Defection and secret torture prison

The below passage is taken verbatim from the declassified CIA document referencing Nosenko's defection and subsequent treatment.


Yuriy Ivanovich Nosenko, an officer of the KGB, defected to a representative of this Agency in Geneva, Switzerland, on 4 February 1964. The responsibility for his exploitation was assigned to the then SR Division of the Clandestine Service and he was brought to this country on 12 February 1964. After initial interrogation by representatives of the SR Division, he was moved to a safehouse in Clinton, Maryland, from 4 April 1964 where he was confined and interrogated until 13 August 1965 when he was moved to a specially constructed "jail" in a remote wooded area at [redacted] The SR Division was convinced that he was a dispatched agent but even after a long period of hostile interrogation was unable to prove their contention and he was confined at [redacted] in an effort to convince him to "confess."

This Office together with the Office of General Counsel became increasingly concerned with the illegality of the Agency's position in handling a defector under these conditions for such a long period of time.
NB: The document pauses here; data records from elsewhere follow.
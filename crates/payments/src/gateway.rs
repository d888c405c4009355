//! Payment gateway client
//!
//! Creates intents and reads their authoritative status over HTTPS. Calls are
//! retried with exponential backoff on connection errors, 429 and 5xx; other
//! 4xx answers are returned immediately. Intent creation sends an
//! `Idempotency-Key` so a retried create cannot open a second intent.

use std::collections::BTreeMap;
use std::time::Duration;

use async_trait::async_trait;
use reqwest::{Client, Method, StatusCode};
use serde::de::DeserializeOwned;
use serde::{Deserialize, Serialize};
use tokio_retry::strategy::{jitter, ExponentialBackoff};
use tokio_retry::RetryIf;
use uuid::Uuid;

use crate::config::GatewayConfig;
use crate::error::{PaymentError, PaymentResult};
use crate::events::GatewayErrorDetail;
use crate::machine::Observation;

/// Gateway-side status of an intent
#[derive(Debug, Clone, Copy, PartialEq, Eq, Serialize, Deserialize)]
#[serde(rename_all = "snake_case")]
pub enum GatewayStatus {
    RequiresConfirmation,
    RequiresPaymentMethod,
    RequiresAction,
    Processing,
    Succeeded,
    Failed,
    Canceled,
    #[serde(other)]
    Unknown,
}

/// Intent as reported by the gateway
#[derive(Debug, Clone, Deserialize)]
#[serde(rename_all = "camelCase")]
pub struct GatewayIntent {
    pub id: String,
    #[serde(default)]
    pub amount: Option<i64>,
    #[serde(default)]
    pub currency: Option<String>,
    pub status: GatewayStatus,
    #[serde(default, alias = "last_payment_error")]
    pub last_payment_error: Option<GatewayErrorDetail>,
}

impl GatewayIntent {
    /// Observation fed to the reconciliation engine
    ///
    /// Every non-terminal gateway status counts as a deferral, so an intent
    /// that never resolves eventually reaches the confirmation ceiling.
    pub fn observation(&self) -> Observation {
        match self.status {
            GatewayStatus::Succeeded => Observation::Succeeded,
            GatewayStatus::Failed => Observation::Failed {
                error: self
                    .last_payment_error
                    .as_ref()
                    .map(GatewayErrorDetail::describe)
                    .unwrap_or_else(|| "payment failed".to_string()),
            },
            GatewayStatus::Canceled => Observation::Canceled,
            GatewayStatus::RequiresConfirmation
            | GatewayStatus::RequiresPaymentMethod
            | GatewayStatus::RequiresAction
            | GatewayStatus::Processing
            | GatewayStatus::Unknown => Observation::Deferred,
        }
    }
}

#[derive(Debug, Clone, Serialize)]
pub struct CreateIntentParams {
    pub amount: i64,
    pub currency: String,
    pub description: String,
    pub metadata: BTreeMap<String, String>,
}

#[async_trait]
pub trait GatewayClient: Send + Sync {
    async fn create_intent(&self, params: &CreateIntentParams) -> PaymentResult<GatewayIntent>;

    async fn fetch_intent(&self, intent_id: &str) -> PaymentResult<GatewayIntent>;
}

/// Failure of a single HTTP attempt
struct AttemptError {
    retryable: bool,
    error: PaymentError,
}

/// reqwest-backed gateway client
#[derive(Clone)]
pub struct HttpGatewayClient {
    http: Client,
    config: GatewayConfig,
}

impl HttpGatewayClient {
    pub fn new(config: GatewayConfig) -> PaymentResult<Self> {
        let http = Client::builder()
            .timeout(config.request_timeout)
            .build()
            .map_err(|e| PaymentError::Config(format!("failed to build HTTP client: {e}")))?;
        Ok(Self { http, config })
    }

    pub fn from_env() -> PaymentResult<Self> {
        Self::new(GatewayConfig::from_env()?)
    }

    pub fn config(&self) -> &GatewayConfig {
        &self.config
    }

    fn backoff(&self) -> impl Iterator<Item = Duration> {
        ExponentialBackoff::from_millis(2)
            .factor(100)
            .max_delay(Duration::from_secs(5))
            .map(jitter)
            .take(self.config.max_retries)
    }

    async fn send_once<T: DeserializeOwned>(
        &self,
        method: Method,
        path: &str,
        body: Option<&CreateIntentParams>,
        idempotency_key: Option<&str>,
    ) -> Result<T, AttemptError> {
        let url = format!("{}{}", self.config.base_url, path);
        let mut request = self
            .http
            .request(method, &url)
            .bearer_auth(&self.config.secret_key);
        if let Some(key) = idempotency_key {
            request = request.header("Idempotency-Key", key);
        }
        if let Some(body) = body {
            request = request.json(body);
        }

        let response = request.send().await.map_err(|e| AttemptError {
            retryable: e.is_connect() || e.is_timeout() || e.is_request(),
            error: PaymentError::Gateway(format!("request to {path} failed: {e}")),
        })?;

        let status = response.status();
        if !status.is_success() {
            let text = response.text().await.unwrap_or_default();
            return Err(AttemptError {
                retryable: status.is_server_error() || status == StatusCode::TOO_MANY_REQUESTS,
                error: if status == StatusCode::NOT_FOUND {
                    PaymentError::NotFound(format!("gateway resource {path}"))
                } else {
                    PaymentError::Gateway(format!("{path} returned {status}: {text}"))
                },
            });
        }

        response.json::<T>().await.map_err(|e| AttemptError {
            retryable: false,
            error: PaymentError::Gateway(format!("unexpected response from {path}: {e}")),
        })
    }

    async fn call<T: DeserializeOwned>(
        &self,
        method: Method,
        path: &str,
        body: Option<&CreateIntentParams>,
        idempotency_key: Option<&str>,
    ) -> PaymentResult<T> {
        RetryIf::spawn(
            self.backoff(),
            || {
                let method = method.clone();
                async move {
                    let result = self.send_once(method, path, body, idempotency_key).await;
                    if let Err(e) = &result {
                        if e.retryable {
                            tracing::warn!(path = %path, error = %e.error, "Gateway call failed, will retry");
                        }
                    }
                    result
                }
            },
            |e: &AttemptError| e.retryable,
        )
        .await
        .map_err(|e| e.error)
    }
}

#[async_trait]
impl GatewayClient for HttpGatewayClient {
    async fn create_intent(&self, params: &CreateIntentParams) -> PaymentResult<GatewayIntent> {
        let idempotency_key = Uuid::new_v4().to_string();
        let intent: GatewayIntent = self
            .call(
                Method::POST,
                "/payment-intents",
                Some(params),
                Some(&idempotency_key),
            )
            .await?;
        tracing::info!(
            intent_id = %intent.id,
            amount_cents = params.amount,
            currency = %params.currency,
            "Created gateway payment intent"
        );
        Ok(intent)
    }

    async fn fetch_intent(&self, intent_id: &str) -> PaymentResult<GatewayIntent> {
        let path = format!("/payment-intents/{intent_id}");
        self.call(Method::GET, &path, None, None).await
    }
}

#[cfg(test)]
mod tests {
    use super::*;

    fn client(base_url: String) -> HttpGatewayClient {
        HttpGatewayClient::new(GatewayConfig {
            base_url,
            secret_key: "sk_test_123".into(),
            publishable_key: "pk_test_123".into(),
            request_timeout: Duration::from_secs(5),
            max_retries: 2,
        })
        .unwrap()
    }

    #[tokio::test]
    async fn fetch_maps_failed_status_to_observation() {
        let mut server = mockito::Server::new_async().await;
        let mock = server
            .mock("GET", "/payment-intents/pi_1")
            .match_header("authorization", "Bearer sk_test_123")
            .with_status(200)
            .with_header("content-type", "application/json")
            .with_body(
                r#"{"id":"pi_1","amount":2500,"currency":"CRC","status":"failed","lastPaymentError":{"message":"Fondos insuficientes"}}"#,
            )
            .create_async()
            .await;

        let intent = client(server.url()).fetch_intent("pi_1").await.unwrap();
        mock.assert_async().await;
        assert_eq!(intent.status, GatewayStatus::Failed);
        assert_eq!(
            intent.observation(),
            Observation::Failed {
                error: "Fondos insuficientes".into()
            }
        );
    }

    #[tokio::test]
    async fn retries_server_errors() {
        let mut server = mockito::Server::new_async().await;
        let failing = server
            .mock("GET", "/payment-intents/pi_2")
            .with_status(503)
            .expect(3)
            .create_async()
            .await;

        let err = client(server.url()).fetch_intent("pi_2").await.unwrap_err();
        failing.assert_async().await;
        assert!(err.is_transient());
    }

    #[tokio::test]
    async fn does_not_retry_client_errors() {
        let mut server = mockito::Server::new_async().await;
        let missing = server
            .mock("GET", "/payment-intents/pi_3")
            .with_status(404)
            .expect(1)
            .create_async()
            .await;

        let err = client(server.url()).fetch_intent("pi_3").await.unwrap_err();
        missing.assert_async().await;
        assert!(matches!(err, PaymentError::NotFound(_)));
    }

    #[tokio::test]
    async fn create_sends_idempotency_key() {
        let mut server = mockito::Server::new_async().await;
        let mock = server
            .mock("POST", "/payment-intents")
            .match_header("idempotency-key", mockito::Matcher::Any)
            .match_body(mockito::Matcher::PartialJson(serde_json::json!({
                "amount": 2500,
                "currency": "CRC"
            })))
            .with_status(201)
            .with_header("content-type", "application/json")
            .with_body(r#"{"id":"pi_new","amount":2500,"currency":"CRC","status":"requires_confirmation"}"#)
            .create_async()
            .await;

        let intent = client(server.url())
            .create_intent(&CreateIntentParams {
                amount: 2500,
                currency: "CRC".into(),
                description: "Destacar anuncio".into(),
                metadata: BTreeMap::new(),
            })
            .await
            .unwrap();
        mock.assert_async().await;
        assert_eq!(intent.id, "pi_new");
        assert_eq!(intent.status, GatewayStatus::RequiresConfirmation);
    }

    #[test]
    fn pending_statuses_are_deferrals() {
        for status in ["processing", "requires_action", "requires_payment_method", "on_hold"] {
            let intent: GatewayIntent =
                serde_json::from_str(&format!(r#"{{"id":"pi","status":"{status}"}}"#)).unwrap();
            assert_eq!(intent.observation(), Observation::Deferred, "{status}");
        }
    }
}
Strong representations were made to the Director (Mr. Helms) by this Office, the Office of General Counsel, and the Legislative Liaison Counsel, and on 27 October 1967, the responsibility for Nosenko's further handling was transferred to the Office of Security under the direction of the Deputy Director of Central Intelligence, then Admiral Rufus Taylor.

Nosenko was moved to a comfortable safehouse in the Washington area and was interviewed under friendly, sympathetic conditions by his Security Case Officer, Mr. Bruce Solie, for more than a year. It soon became apparent that Nosenko was bona fide and he was moved to more comfortable surroundings with considerable freedom of independent movement and has continued to cooperate fully with the Federal Bureau of Investigation and this Office since that time. He has proven to be the most valuable and economical defector this Agency has ever had and leads which were ignored by the SR Division were explored and have resulted in the arrest and prosecution [redacted] He currently is living under an alias; secured a divorce from his Russian wife and remarried an American citizen. He is happy, relaxed, and appreciative of the treatment accorded him and states "while I regret my three years of incarceration, I have no bitterness and now understand how it could happen."[4]
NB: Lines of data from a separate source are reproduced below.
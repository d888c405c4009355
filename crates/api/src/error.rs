//! API error type
//!
//! Every handler error renders as `{"error": ..., "code": ...}`. Server-side
//! failures are logged here and answered with a generic message.

use axum::{
    http::StatusCode,
    response::{IntoResponse, Response},
    Json,
};
use carmarket_payments::PaymentError;
use serde_json::json;

pub type ApiResult<T> = Result<T, ApiError>;

#[derive(Debug, thiserror::Error)]
pub enum ApiError {
    #[error("{0}")]
    Validation(String),
    #[error("Unauthorized")]
    Unauthorized,
    #[error("Not found: {0}")]
    NotFound(String),
    #[error("{0}")]
    Conflict(String),
    #[error("Payment gateway error: {0}")]
    BadGateway(String),
    #[error("Internal error: {0}")]
    Internal(String),
}

impl From<PaymentError> for ApiError {
    fn from(e: PaymentError) -> Self {
        match e {
            PaymentError::InvalidInput(msg) => ApiError::Validation(msg),
            PaymentError::InvalidPayload(msg) => ApiError::Validation(msg),
            PaymentError::WebhookSecretMismatch => ApiError::Unauthorized,
            PaymentError::NotFound(what) => ApiError::NotFound(what),
            PaymentError::DuplicateIntent(id) => {
                ApiError::Conflict(format!("payment intent {id} already exists"))
            }
            PaymentError::Gateway(msg) => ApiError::BadGateway(msg),
            other => ApiError::Internal(other.to_string()),
        }
    }
}

impl IntoResponse for ApiError {
    fn into_response(self) -> Response {
        let (status, message) = match &self {
            ApiError::Validation(msg) => (StatusCode::BAD_REQUEST, msg.clone()),
            ApiError::Unauthorized => (StatusCode::UNAUTHORIZED, "Unauthorized".to_string()),
            ApiError::NotFound(what) => (StatusCode::NOT_FOUND, format!("{what} not found")),
            ApiError::Conflict(msg) => (StatusCode::CONFLICT, msg.clone()),
            ApiError::BadGateway(detail) => {
                tracing::error!(error = %detail, "Payment gateway request failed");
                (
                    StatusCode::BAD_GATEWAY,
                    "Payment gateway unavailable".to_string(),
                )
            }
            ApiError::Internal(detail) => {
                tracing::error!(error = %detail, "Request failed");
                (
                    StatusCode::INTERNAL_SERVER_ERROR,
                    "Internal server error".to_string(),
                )
            }
        };

        let body = Json(json!({
            "error": message,
            "code": status.as_u16()
        }));

        (status, body).into_response()
    }
}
Nosenko has later said he was tortured and even at one point, he said during interrogation, he was given LSD, and it almost killed him. The guards revived him by dragging him into the shower and alternating the water between hot and cold

Soviet Military Power Conference

On March 1, 1969, Nosenko was formally acknowledged to be a genuine defector, and released, with $80,000 worth of financial compensation from the CIA. He was also provided with a new identity to live out his life in the South of the US.[5]

Scott Ritter told of an event with Nosenko in 1985, at the Soviet Military Power Conference, held at the headquarters of the Defense Intelligence Agency in Washington. Since 1981, the DIA had been publishing an annual booklet with the same title:

“The highlight of the event came when we entered an auditorium and saw a man onstage wearing a wig, a fake beard and mustache, and makeup designed to alter the angles of his face — either for his own protection or to heighten the Reagan-era theatrics, we couldn’t be sure. He was introduced as Yuri Nosenko, a defector from the KGB. Nosenko proceeded to regale us with tales of the wicked and bellicose Soviet Union, whose details coincidentally matched almost every talking point in the latest edition of Soviet Military Power. This was exciting stuff. For the better part of a week, we had been the recipients of dull presentations from DIA staff. Now we were listening to an actual acolyte of evil, whose indictment included not only the military elite but also the common people, and we soaked it up.
Nosenko, in other words, had been dead wrong....I should have been even more skeptical about my own government’s motivations for showcasing Nosenko.”